Overlea dancer directs The Collective

The music on the boom box inside the small dance studio at Bryn Mawr School is "Hearts a Mess" by Gotye.

On the dance floor are 10 women moving in sync to the intricate but rhythmic piece. They sway, then reach behind themselves and, as if grabbing a handle, then smoothly pivot.

It's a rehearsal by a dance company called The Collective for their show"Shorts,"which will be performed Friday and Saturday, Jan. 27 and 28, at the Theatre Project in downtown Baltimore.

Watching the rehearsal from the sidelines is Sonia Synkowski, 32, of Overlea, co-director of The Collective and a dancer since she was 4.

A dance teacher at Patapsco High School by day, she explained why she devotes many evening and weekend hours to The Collective.

"I love the creative side of dance and I love the physical side. I also love the community side, how it brings people together. It allows me to be an artist and it allows us to be artists," Synkowski said.

The Collective engages in special events, classes, collaborations and performances throughout the year, but the focus last week was on "Shorts," which comprises 16 separate pieces, each 5 minutes or less. Illustrating The Collective's eclectic approach, the music for three of the pieces includes tunes as diverse as "Crazy" by Patsy Cline, "Sure Shot" by the Beastie Boys and "Big-Legged Woman" by Freddie King.

As a coda to "Shorts," on Sunday, Jan. 29, at the Theatre Project, The Collective will host Open Marley Night, equivalent to an open mic night, but for dancers (marley is a dance-floor covering). Local dancers are invited to perform new works or works in progress.

The Collective has a decade-long relationship with the Theatre Project, the city's premier venue for original and experimental music, theater and dance, which is now celebrating its 40th year,

Anne Fulwiler, producing director for the theater, said The Collective, which is local, is a good fit with the touring companies that take the Theatre Project stage.

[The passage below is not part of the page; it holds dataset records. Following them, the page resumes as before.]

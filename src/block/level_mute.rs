//! Channel blocks with subscribed level and mute state.
//!
//! These blocks push their status: one aggregate `mutes` vector and one
//! aggregate `levels` vector per block, updated live by the router. Only
//! the channel topology (count, labels, level ranges) is queried, and only
//! when no usable attribute helper is cached.

use std::sync::{Arc, Mutex};

use serde::{Deserialize, Serialize};
use tracing::{debug, error, warn};
use ttp_protocol::{CommandArg, TtpResponse, Value};

use crate::block::channel::{Channel, ChannelAttribute, ChannelMap};
use crate::block::{BlockCtx, BlockError, BlockOps, InitHelper};
use crate::session::command::CommandError;
use crate::session::subscription::{PublishUpdate, SubscribeSpec, SubscriptionSink};

// ---------------------------------------------------------------------------
// Shared channel-block core
// ---------------------------------------------------------------------------

/// Where a channel's display label comes from.
#[derive(Debug, Clone, Copy, PartialEq, Eq)]
pub(crate) enum LabelSource {
    /// Query this attribute per channel (`label`, `channelName`, ...).
    Attribute(&'static str),
    /// The block type has no label attribute; synthesize `{block_id}_{i}`.
    Generated,
}

/// State and behavior shared by every channel-oriented block: the channel
/// map behind a mutex, topology query/restore, and write-through setters.
pub(crate) struct LevelMuteCore {
    pub(crate) ctx: BlockCtx,
    pub(crate) state: Mutex<ChannelMap>,
}

#[derive(Debug, Serialize, Deserialize)]
struct ChannelsHelper {
    channels: ChannelMap,
}

impl LevelMuteCore {
    /// Restore the channel map from a helper, or query the device for it.
    pub(crate) async fn create(
        ctx: BlockCtx,
        helper: Option<&serde_json::Value>,
        labels: LabelSource,
    ) -> Result<Self, BlockError> {
        let channels = match helper.and_then(restore_channels) {
            Some(channels) => channels,
            None => query_topology(&ctx, labels).await?,
        };
        Ok(LevelMuteCore {
            ctx,
            state: Mutex::new(channels),
        })
    }

    pub(crate) fn channels(&self) -> ChannelMap {
        self.state.lock().expect("channel state lock").clone()
    }

    pub(crate) fn export_helper_value(&self) -> serde_json::Value {
        let helper = ChannelsHelper {
            channels: self.channels(),
        };
        serde_json::to_value(helper).expect("channel map serializes")
    }

    /// Apply one routed push to local state.
    pub(crate) fn apply_subscription(&self, block_id: &str, update: &PublishUpdate) {
        match update.subscribe_type.as_str() {
            "mutes" => self.apply_bool_vector(block_id, &update.value, |ch, v| ch.muted = Some(v)),
            "levels" => self.apply_level_vector(block_id, &update.value),
            other => debug!(block_id, subscribe_type = other, "unhandled subscription update"),
        }
    }

    fn apply_bool_vector(&self, block_id: &str, value: &Value, apply: impl Fn(&mut Channel, bool)) {
        let Some(items) = value.as_list() else {
            warn!(block_id, "expected vector payload, got {:?}", value);
            return;
        };
        let mut state = self.state.lock().expect("channel state lock");
        for (i, item) in items.iter().enumerate() {
            let index = i as u32 + 1;
            let Some(flag) = item.as_bool() else { continue };
            match state.get_mut(&index) {
                Some(channel) => apply(channel, flag),
                None => error!(block_id, index, "mute update for unknown channel index"),
            }
        }
    }

    fn apply_level_vector(&self, block_id: &str, value: &Value) {
        let Some(items) = value.as_list() else {
            warn!(block_id, "expected vector payload, got {:?}", value);
            return;
        };
        let mut state = self.state.lock().expect("channel state lock");
        for (i, item) in items.iter().enumerate() {
            let index = i as u32 + 1;
            let Some(level) = item.as_float() else { continue };
            match state.get_mut(&index) {
                Some(channel) => channel.level = Some(level),
                None => error!(block_id, index, "level update for unknown channel index"),
            }
        }
    }

    /// Issue a per-channel set command; on `+OK`, write the new value into
    /// local state (channel 0 fans out to every channel). `-ERR` leaves
    /// local state untouched.
    pub(crate) async fn set_channel(
        &self,
        attribute: ChannelAttribute,
        channel: u32,
        value: impl Into<CommandArg>,
    ) -> Result<TtpResponse, CommandError> {
        let value = value.into();
        let response = self
            .ctx
            .set(attribute.wire_name(), Some(channel), value.clone())
            .await?;
        if response.is_ok() {
            let mut state = self.state.lock().expect("channel state lock");
            if channel == 0 {
                for ch in state.values_mut() {
                    write_through(ch, attribute, &value);
                }
            } else if let Some(ch) = state.get_mut(&channel) {
                write_through(ch, attribute, &value);
            }
        }
        Ok(response)
    }
}

fn write_through(channel: &mut Channel, attribute: ChannelAttribute, value: &CommandArg) {
    match (attribute, value) {
        (ChannelAttribute::Mute, CommandArg::Bool(v)) => channel.muted = Some(*v),
        (ChannelAttribute::Level, CommandArg::Float(v)) => channel.level = Some(*v),
        (ChannelAttribute::Invert, CommandArg::Bool(v)) => channel.inverted = Some(*v),
        (ChannelAttribute::FaultOnInactive, CommandArg::Bool(v)) => {
            channel.fault_on_inactive = Some(*v);
        }
        _ => {}
    }
}

fn restore_channels(helper: &serde_json::Value) -> Option<ChannelMap> {
    match serde_json::from_value::<ChannelsHelper>(helper.clone()) {
        Ok(parsed) if !parsed.channels.is_empty() => Some(parsed.channels),
        Ok(_) => None,
        Err(e) => {
            warn!(error = %e, "cannot use initialization helper, querying instead");
            None
        }
    }
}

/// Query the immutable channel topology: count, labels, level ranges.
pub(crate) async fn query_topology(
    ctx: &BlockCtx,
    labels: LabelSource,
) -> Result<ChannelMap, BlockError> {
    let num_channels = ctx.get_int("numChannels", None).await?;
    let mut channels = ChannelMap::new();
    for index in 1..=num_channels.max(0) as u32 {
        let mut channel = Channel::new(index);
        channel.label = Some(match labels {
            LabelSource::Attribute(attr) => ctx.get_label(attr, Some(index)).await?,
            LabelSource::Generated => format!("{}_{}", ctx.block_id, index),
        });
        channel.min_level = Some(ctx.get_float("minLevel", Some(index)).await?);
        channel.max_level = Some(ctx.get_float("maxLevel", Some(index)).await?);
        channels.insert(index, channel);
    }
    Ok(channels)
}

// ---------------------------------------------------------------------------
// LevelControl
// ---------------------------------------------------------------------------

/// A plain level-control block: per-channel level and mute, both kept live
/// by aggregate subscriptions.
pub struct LevelControl {
    core: LevelMuteCore,
}

impl LevelControl {
    pub const VERSION: &'static str = "0.1.0";

    pub(crate) async fn create(
        ctx: BlockCtx,
        helper: Option<&serde_json::Value>,
    ) -> Result<Arc<Self>, BlockError> {
        let core = LevelMuteCore::create(ctx, helper, LabelSource::Attribute("label")).await?;
        Ok(Arc::new(LevelControl { core }))
    }

    /// Snapshot of the current channel state.
    pub fn channels(&self) -> ChannelMap {
        self.core.channels()
    }

    pub async fn set_mute(&self, value: bool, channel: u32) -> Result<TtpResponse, CommandError> {
        self.core
            .set_channel(ChannelAttribute::Mute, channel, value)
            .await
    }

    pub async fn set_level(&self, value: f64, channel: u32) -> Result<TtpResponse, CommandError> {
        self.core
            .set_channel(ChannelAttribute::Level, channel, value)
            .await
    }
}

impl SubscriptionSink for LevelControl {
    fn subscription_callback(&self, update: &PublishUpdate) {
        self.core.apply_subscription(self.block_id(), update);
    }
}

impl BlockOps for LevelControl {
    fn block_id(&self) -> &str {
        &self.core.ctx.block_id
    }

    fn type_name(&self) -> &'static str {
        "LevelControl"
    }

    fn export_init_helper(&self) -> InitHelper {
        InitHelper::new(Self::VERSION, self.core.export_helper_value())
    }

    fn base_subscriptions(&self) -> Vec<SubscribeSpec> {
        vec![SubscribeSpec::all("mutes"), SubscribeSpec::all("levels")]
    }
}

// ---------------------------------------------------------------------------
// DanteInput
// ---------------------------------------------------------------------------

/// Dante network input block. Channel labels come from `channelName`
/// (there is no `label` on Dante channels), and each channel additionally
/// carries a subscribed fault-on-inactive flag and an invert setter.
pub struct DanteInput {
    core: LevelMuteCore,
}

impl DanteInput {
    pub const VERSION: &'static str = "0.1.0";

    pub(crate) async fn create(
        ctx: BlockCtx,
        helper: Option<&serde_json::Value>,
    ) -> Result<Arc<Self>, BlockError> {
        let core =
            LevelMuteCore::create(ctx, helper, LabelSource::Attribute("channelName")).await?;
        Ok(Arc::new(DanteInput { core }))
    }

    pub fn channels(&self) -> ChannelMap {
        self.core.channels()
    }

    pub async fn set_mute(&self, value: bool, channel: u32) -> Result<TtpResponse, CommandError> {
        self.core
            .set_channel(ChannelAttribute::Mute, channel, value)
            .await
    }

    pub async fn set_level(&self, value: f64, channel: u32) -> Result<TtpResponse, CommandError> {
        self.core
            .set_channel(ChannelAttribute::Level, channel, value)
            .await
    }

    pub async fn set_invert(&self, value: bool, channel: u32) -> Result<TtpResponse, CommandError> {
        self.core
            .set_channel(ChannelAttribute::Invert, channel, value)
            .await
    }

    pub async fn set_fault_on_inactive(
        &self,
        value: bool,
        channel: u32,
    ) -> Result<TtpResponse, CommandError> {
        self.core
            .set_channel(ChannelAttribute::FaultOnInactive, channel, value)
            .await
    }
}

impl SubscriptionSink for DanteInput {
    fn subscription_callback(&self, update: &PublishUpdate) {
        if update.subscribe_type == "faultOnInactive" {
            let Some(index) = update.channel else {
                warn!(block_id = %self.block_id(), "faultOnInactive update without channel");
                return;
            };
            let mut state = self.core.state.lock().expect("channel state lock");
            match state.get_mut(&index) {
                Some(channel) => channel.fault_on_inactive = update.value.as_bool(),
                None => error!(
                    block_id = %self.block_id(),
                    index,
                    "faultOnInactive update for unknown channel index"
                ),
            }
            return;
        }
        self.core.apply_subscription(self.block_id(), update);
    }
}

impl BlockOps for DanteInput {
    fn block_id(&self) -> &str {
        &self.core.ctx.block_id
    }

    fn type_name(&self) -> &'static str {
        "DanteInput"
    }

    fn export_init_helper(&self) -> InitHelper {
        InitHelper::new(Self::VERSION, self.core.export_helper_value())
    }

    fn base_subscriptions(&self) -> Vec<SubscribeSpec> {
        let mut specs = vec![SubscribeSpec::all("mutes"), SubscribeSpec::all("levels")];
        for index in self.core.channels().keys() {
            specs.push(SubscribeSpec::channel("faultOnInactive", *index));
        }
        specs
    }
}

"It's an opportunity to reach out to our dance-oriented audience," she said.

"They (The Collective) have a real sense of professionalism. It's not necessarily New York City-caliber work, but I would put them up against some New York work I've seen," she said.

Synkowski, who co-directs The Collective with Jessica Fultz, auditioned for and joined The Collective soon after she moved to Baltimore "on a whim" in 2003. She's now sold on the city.

"I'm not going anywhere," she said.

A native of Springfield, Ill., Synkowski developed her passion for movement in childhood when she started learning dance from a woman who gave lessons in a garage.

"She was very dynamic. I was very motivated," she said.

Synkowski said the current 16 members of The Collective come from neighborhoods in the city as well as Rodgers Forge, Perry Hall, Halethorpe and other county neighborhoods.

They are all women, but she said that men are welcome and that men have been members in the past. It's just that talented males in modern dance in the Baltimore area are rare birds.

"They are few and far between," Synkowski said.

The Collective was founded in 1999 by Robin Snyder-Wiencek, owner of the dance studio Experimental Movement Concepts in Hampden. Snyder-Wiencek, who left The Collective when she moved to Pennsylvania, organized it, as the name implies, as a collective in which members take administrative roles.

Although The Collective considers itself a modern dance ensemble, it welcomes members from various dance backgrounds such as tap, jazz and ballet. Synkowski said auditions are held once a year in June and as many as 15 aspiring members will show up.

Six years ago, Martha Johnston auditioned and was accepted by The Collective. A Parkville native, she said she grew up dancing at Experimental Movement Concepts, where The Collective originated.

She said she has always danced.

"I love it. It's a form of expression. Movement can have meaning and reason," Johnston said. "As long as my body holds out, I will continue."

At present, The Collective is the dance company in residence at the Bryn Mawr School, in Baltimore, and offers classes there that are open to the public. Their residency was facilitated by Collective dancer Emily Tankersley, who joined the school faculty in 2001, Synkowski said.

"Bryn Mawr has a strong commitment to the arts, which is wonderful," Synkowski said.

Performances of "Shorts" are at 8 p.m. Friday and Saturday, Jan. 27 and 28, at the Theatre Project, 45 W. Preston St. Tickets are $15 for general admission and $12 for students and seniors.